** Data extracts follows **
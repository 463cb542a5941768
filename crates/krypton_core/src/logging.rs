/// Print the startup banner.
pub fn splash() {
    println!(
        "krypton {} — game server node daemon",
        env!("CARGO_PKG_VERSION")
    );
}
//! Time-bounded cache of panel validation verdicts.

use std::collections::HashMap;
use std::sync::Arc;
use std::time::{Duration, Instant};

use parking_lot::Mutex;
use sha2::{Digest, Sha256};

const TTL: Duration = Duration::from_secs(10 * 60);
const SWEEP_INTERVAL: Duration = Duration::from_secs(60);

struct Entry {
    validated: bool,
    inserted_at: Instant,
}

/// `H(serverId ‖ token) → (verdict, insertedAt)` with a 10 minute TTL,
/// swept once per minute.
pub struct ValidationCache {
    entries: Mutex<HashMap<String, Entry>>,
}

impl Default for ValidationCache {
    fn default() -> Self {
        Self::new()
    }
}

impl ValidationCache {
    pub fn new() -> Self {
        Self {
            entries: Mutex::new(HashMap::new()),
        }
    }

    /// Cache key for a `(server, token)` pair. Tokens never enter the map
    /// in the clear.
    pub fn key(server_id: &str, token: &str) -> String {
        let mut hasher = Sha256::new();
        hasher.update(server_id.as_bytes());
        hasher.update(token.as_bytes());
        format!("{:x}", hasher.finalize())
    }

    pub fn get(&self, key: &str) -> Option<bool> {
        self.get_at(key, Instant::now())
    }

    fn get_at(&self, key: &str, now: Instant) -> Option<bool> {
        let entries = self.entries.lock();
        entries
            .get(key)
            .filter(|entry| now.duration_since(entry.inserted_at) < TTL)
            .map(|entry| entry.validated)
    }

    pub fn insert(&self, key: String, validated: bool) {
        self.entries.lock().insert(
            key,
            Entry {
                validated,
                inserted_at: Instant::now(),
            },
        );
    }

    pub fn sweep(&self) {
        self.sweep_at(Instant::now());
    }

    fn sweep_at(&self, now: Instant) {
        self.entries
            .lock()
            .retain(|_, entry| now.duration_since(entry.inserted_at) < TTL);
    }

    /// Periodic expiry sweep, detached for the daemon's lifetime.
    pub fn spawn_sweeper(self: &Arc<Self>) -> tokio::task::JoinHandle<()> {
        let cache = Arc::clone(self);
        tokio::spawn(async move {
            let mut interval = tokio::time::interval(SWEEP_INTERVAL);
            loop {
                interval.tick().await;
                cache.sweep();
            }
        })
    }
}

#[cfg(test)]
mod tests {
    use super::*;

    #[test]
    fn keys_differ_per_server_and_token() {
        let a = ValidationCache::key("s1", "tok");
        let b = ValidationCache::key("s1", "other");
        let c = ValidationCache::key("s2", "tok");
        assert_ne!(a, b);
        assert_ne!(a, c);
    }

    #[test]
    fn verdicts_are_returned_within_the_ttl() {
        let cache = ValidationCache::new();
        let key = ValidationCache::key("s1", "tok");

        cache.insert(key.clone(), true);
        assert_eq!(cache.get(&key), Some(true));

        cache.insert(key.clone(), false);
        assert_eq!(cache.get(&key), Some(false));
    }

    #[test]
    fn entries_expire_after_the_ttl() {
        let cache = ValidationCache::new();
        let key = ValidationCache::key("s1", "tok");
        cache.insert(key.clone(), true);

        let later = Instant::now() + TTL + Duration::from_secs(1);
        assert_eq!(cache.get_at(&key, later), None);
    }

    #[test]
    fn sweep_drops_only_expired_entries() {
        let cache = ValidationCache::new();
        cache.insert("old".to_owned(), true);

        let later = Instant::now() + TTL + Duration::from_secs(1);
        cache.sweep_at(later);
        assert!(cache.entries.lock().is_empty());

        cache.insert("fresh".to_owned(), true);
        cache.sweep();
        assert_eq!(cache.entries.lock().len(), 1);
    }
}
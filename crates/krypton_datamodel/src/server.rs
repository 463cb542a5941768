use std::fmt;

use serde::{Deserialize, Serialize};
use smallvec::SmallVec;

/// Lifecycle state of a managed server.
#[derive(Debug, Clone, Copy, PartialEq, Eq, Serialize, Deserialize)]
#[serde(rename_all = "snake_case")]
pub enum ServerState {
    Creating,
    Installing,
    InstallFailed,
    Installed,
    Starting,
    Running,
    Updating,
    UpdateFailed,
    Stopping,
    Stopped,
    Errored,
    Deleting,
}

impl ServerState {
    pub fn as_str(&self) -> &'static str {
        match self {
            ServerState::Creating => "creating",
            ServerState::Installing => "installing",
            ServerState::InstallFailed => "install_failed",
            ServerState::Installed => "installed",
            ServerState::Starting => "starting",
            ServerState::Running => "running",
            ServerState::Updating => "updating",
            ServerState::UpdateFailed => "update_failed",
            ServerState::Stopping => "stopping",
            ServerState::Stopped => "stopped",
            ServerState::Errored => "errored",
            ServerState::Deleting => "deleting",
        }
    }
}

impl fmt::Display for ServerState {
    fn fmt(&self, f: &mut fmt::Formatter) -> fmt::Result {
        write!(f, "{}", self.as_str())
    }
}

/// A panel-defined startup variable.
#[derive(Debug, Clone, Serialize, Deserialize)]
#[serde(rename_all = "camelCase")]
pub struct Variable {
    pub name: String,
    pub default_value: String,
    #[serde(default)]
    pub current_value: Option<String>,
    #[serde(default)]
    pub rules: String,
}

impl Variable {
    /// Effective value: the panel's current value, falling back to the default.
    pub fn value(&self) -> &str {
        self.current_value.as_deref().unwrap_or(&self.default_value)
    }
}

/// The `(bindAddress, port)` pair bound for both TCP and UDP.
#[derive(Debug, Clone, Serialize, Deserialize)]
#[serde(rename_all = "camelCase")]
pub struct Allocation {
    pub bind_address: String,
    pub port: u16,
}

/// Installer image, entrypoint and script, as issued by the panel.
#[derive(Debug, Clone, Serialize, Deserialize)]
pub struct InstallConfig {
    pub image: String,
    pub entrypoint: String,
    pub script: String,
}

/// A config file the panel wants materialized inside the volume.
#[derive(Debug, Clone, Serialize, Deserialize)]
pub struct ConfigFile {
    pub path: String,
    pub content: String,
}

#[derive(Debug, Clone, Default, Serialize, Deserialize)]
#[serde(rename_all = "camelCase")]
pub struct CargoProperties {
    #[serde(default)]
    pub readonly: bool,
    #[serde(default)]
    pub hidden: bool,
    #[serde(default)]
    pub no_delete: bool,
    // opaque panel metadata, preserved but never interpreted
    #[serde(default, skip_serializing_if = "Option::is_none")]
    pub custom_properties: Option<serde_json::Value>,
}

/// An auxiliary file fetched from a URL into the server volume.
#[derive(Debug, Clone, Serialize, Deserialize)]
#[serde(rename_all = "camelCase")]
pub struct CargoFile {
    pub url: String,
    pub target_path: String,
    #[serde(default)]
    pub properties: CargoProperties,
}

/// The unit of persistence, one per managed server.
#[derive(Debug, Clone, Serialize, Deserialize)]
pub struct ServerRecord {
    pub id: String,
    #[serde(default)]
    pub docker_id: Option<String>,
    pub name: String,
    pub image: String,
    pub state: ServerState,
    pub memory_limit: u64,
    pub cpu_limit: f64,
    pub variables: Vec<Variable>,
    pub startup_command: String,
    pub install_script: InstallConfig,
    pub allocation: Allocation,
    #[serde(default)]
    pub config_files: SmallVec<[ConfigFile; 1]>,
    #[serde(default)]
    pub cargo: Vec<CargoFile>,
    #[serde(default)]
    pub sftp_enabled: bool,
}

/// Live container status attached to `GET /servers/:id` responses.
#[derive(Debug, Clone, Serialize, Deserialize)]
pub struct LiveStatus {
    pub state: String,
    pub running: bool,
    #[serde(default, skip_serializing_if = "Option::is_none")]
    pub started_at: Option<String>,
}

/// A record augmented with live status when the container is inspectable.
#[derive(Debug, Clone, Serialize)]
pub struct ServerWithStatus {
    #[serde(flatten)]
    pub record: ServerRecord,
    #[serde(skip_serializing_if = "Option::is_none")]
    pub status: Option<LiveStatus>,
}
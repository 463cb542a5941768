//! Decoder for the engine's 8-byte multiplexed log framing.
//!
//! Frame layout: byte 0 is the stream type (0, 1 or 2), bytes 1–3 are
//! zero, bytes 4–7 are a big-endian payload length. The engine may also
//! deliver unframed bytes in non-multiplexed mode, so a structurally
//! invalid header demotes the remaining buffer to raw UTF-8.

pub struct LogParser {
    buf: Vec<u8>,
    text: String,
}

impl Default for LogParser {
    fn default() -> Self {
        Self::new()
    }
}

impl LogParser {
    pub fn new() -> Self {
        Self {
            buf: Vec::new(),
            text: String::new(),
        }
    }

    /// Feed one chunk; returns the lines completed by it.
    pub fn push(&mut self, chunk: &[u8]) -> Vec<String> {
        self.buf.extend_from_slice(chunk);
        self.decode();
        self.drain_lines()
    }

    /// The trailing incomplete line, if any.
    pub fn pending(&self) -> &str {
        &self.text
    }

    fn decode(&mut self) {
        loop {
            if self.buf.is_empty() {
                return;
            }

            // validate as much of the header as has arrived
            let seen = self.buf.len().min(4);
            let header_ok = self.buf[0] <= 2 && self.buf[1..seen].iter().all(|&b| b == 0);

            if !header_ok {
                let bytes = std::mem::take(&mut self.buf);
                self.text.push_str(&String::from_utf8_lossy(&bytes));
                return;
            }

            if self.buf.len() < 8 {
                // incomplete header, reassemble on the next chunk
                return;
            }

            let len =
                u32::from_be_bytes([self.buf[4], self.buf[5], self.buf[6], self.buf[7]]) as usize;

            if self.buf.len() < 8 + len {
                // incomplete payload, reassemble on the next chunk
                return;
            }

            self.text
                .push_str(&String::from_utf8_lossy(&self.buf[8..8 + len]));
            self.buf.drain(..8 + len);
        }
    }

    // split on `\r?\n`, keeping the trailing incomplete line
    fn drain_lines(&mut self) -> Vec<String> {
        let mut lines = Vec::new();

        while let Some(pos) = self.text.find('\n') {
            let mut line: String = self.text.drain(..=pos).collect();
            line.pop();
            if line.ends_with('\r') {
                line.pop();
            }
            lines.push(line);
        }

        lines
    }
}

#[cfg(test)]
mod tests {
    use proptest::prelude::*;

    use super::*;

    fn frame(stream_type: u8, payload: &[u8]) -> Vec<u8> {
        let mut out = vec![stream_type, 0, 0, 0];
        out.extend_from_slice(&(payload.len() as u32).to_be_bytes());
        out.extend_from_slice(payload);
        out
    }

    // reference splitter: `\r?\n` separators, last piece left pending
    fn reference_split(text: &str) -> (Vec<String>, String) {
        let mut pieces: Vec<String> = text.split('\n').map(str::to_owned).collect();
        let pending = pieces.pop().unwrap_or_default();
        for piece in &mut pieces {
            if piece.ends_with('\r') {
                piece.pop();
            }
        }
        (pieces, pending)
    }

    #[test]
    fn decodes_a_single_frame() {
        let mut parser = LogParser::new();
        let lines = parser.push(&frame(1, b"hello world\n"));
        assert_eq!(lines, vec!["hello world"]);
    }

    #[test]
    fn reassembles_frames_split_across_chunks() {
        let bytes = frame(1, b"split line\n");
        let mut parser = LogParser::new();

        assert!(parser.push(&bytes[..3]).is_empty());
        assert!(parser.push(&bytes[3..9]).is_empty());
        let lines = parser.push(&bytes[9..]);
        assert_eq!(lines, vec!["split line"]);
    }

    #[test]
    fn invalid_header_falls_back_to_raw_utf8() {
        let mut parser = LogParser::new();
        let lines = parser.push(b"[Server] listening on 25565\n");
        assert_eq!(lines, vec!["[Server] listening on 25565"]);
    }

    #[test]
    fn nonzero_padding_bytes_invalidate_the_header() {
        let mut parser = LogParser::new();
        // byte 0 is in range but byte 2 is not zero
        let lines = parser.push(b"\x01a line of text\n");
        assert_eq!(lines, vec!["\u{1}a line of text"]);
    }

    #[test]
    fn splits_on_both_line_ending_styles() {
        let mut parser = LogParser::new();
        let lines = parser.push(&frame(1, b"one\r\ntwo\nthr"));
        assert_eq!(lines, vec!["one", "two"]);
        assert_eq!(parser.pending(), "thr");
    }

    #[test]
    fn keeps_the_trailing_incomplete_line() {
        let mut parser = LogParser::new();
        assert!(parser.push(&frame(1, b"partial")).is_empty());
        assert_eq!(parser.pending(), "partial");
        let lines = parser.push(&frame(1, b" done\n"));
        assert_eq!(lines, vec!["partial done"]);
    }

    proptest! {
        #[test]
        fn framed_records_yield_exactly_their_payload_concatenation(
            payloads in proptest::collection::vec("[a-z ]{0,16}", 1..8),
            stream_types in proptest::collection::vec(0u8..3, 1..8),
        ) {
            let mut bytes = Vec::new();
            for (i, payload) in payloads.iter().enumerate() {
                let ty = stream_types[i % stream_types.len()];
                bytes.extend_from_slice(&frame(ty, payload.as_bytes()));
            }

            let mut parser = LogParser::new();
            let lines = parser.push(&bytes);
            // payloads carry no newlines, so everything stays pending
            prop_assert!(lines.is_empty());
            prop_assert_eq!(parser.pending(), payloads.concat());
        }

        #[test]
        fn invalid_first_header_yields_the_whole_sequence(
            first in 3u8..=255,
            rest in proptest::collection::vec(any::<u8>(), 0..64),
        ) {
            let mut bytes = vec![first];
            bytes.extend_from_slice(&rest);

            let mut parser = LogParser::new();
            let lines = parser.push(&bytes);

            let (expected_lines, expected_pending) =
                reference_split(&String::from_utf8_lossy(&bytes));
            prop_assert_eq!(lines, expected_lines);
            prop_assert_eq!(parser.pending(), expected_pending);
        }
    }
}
** End of Data extracts **
About this exercise: Your task is to set down again, exactly, every line from the beginning of the listing through the line with "const TTL: Duration".

Result of this exercise:
repository 463cb542a5941768
filename crates/krypton_core/src/logging.rs
/// Print the startup banner.
pub fn splash() {
    println!(
        "krypton {} — game server node daemon",
        env!("CARGO_PKG_VERSION")
    );
}
//! Time-bounded cache of panel validation verdicts.

use std::collections::HashMap;
use std::sync::Arc;
use std::time::{Duration, Instant};

use parking_lot::Mutex;
use sha2::{Digest, Sha256};

const TTL: Duration = Duration::from_secs(10 * 60);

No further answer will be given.